_Work instruction_: Set down only what runs from the line containing "account.as_ref().expose_secret()" through the last line of the data, exactly as it reads.

_Available data_:
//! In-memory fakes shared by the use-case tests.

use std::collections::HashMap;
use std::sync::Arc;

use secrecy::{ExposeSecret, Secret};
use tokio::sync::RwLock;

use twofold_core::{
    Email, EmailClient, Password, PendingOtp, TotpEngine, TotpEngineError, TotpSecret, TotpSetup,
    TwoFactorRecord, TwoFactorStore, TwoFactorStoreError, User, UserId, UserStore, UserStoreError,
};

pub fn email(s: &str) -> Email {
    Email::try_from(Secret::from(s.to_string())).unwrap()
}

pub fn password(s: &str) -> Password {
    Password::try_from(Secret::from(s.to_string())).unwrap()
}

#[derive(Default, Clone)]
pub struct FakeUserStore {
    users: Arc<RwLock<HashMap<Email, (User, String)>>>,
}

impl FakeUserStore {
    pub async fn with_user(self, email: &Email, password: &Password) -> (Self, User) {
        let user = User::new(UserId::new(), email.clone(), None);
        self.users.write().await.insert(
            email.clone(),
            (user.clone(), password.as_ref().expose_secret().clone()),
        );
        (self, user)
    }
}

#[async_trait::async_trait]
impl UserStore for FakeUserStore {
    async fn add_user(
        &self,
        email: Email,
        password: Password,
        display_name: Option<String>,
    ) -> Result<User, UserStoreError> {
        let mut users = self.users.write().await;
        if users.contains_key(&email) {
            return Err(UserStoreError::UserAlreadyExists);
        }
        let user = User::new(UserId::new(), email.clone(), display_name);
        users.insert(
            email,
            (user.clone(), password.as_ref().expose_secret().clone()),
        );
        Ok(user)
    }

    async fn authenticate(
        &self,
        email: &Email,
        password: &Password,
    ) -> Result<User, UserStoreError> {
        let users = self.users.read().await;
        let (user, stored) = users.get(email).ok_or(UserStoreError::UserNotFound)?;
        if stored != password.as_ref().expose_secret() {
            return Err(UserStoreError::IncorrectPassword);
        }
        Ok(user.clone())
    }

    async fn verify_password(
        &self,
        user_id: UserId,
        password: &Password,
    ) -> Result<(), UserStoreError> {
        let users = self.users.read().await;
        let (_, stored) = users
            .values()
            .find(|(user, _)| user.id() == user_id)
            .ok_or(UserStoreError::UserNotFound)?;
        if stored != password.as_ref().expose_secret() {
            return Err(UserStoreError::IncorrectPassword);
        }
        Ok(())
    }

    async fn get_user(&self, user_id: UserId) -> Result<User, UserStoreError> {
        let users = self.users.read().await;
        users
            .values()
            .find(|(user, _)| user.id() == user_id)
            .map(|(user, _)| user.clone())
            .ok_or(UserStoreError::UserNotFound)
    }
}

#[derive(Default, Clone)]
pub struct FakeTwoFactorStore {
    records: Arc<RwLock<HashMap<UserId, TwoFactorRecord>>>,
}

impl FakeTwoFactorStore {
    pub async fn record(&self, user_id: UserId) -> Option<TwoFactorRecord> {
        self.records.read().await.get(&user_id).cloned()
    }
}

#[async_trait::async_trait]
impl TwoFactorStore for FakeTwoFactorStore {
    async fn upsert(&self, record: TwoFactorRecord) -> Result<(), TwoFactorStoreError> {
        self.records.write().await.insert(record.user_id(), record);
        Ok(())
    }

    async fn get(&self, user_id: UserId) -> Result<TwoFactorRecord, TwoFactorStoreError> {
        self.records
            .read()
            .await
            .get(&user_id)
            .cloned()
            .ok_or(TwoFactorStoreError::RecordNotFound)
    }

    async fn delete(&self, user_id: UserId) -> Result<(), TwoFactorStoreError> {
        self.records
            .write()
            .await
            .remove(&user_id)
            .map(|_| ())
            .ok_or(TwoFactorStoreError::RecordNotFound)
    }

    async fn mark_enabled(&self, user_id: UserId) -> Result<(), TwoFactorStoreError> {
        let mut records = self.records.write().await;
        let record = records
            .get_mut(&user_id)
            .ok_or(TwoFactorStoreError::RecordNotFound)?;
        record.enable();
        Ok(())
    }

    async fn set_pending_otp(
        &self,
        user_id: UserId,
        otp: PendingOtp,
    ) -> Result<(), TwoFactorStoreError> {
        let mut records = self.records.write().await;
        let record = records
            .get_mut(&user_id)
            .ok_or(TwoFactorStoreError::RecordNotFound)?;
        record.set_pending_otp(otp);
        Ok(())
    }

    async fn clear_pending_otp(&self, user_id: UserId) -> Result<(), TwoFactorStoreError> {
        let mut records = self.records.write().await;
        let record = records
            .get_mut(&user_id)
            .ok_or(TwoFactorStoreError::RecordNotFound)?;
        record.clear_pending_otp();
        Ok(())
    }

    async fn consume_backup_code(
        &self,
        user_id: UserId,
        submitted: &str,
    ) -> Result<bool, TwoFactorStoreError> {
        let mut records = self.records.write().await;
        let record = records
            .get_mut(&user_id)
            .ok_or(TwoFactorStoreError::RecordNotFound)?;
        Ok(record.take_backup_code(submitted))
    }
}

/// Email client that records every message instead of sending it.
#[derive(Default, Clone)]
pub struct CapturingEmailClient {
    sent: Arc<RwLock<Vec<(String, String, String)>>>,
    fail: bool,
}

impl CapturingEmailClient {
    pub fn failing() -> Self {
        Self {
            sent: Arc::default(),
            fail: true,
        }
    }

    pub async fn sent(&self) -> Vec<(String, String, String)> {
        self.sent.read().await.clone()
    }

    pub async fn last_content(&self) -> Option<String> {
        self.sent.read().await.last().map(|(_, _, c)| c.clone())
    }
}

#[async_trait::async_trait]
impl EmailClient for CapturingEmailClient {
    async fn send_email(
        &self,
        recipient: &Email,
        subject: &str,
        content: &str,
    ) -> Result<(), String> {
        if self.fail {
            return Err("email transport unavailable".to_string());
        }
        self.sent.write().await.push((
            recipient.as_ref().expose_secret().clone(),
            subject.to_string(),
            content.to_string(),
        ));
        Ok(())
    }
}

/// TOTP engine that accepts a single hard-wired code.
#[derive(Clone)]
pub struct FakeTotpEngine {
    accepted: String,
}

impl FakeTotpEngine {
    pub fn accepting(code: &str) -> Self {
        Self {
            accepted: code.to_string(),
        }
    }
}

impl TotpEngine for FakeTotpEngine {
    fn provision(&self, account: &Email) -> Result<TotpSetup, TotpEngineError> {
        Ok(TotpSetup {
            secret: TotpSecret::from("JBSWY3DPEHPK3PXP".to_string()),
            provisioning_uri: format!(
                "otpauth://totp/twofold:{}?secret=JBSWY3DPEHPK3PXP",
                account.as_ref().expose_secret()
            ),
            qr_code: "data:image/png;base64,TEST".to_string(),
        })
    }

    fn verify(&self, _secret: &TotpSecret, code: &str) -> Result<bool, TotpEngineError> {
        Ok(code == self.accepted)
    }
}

_Written response_:
                account.as_ref().expose_secret()
            ),
            qr_code: "data:image/png;base64,TEST".to_string(),
        })
    }

    fn verify(&self, _secret: &TotpSecret, code: &str) -> Result<bool, TotpEngineError> {
        Ok(code == self.accepted)
    }
}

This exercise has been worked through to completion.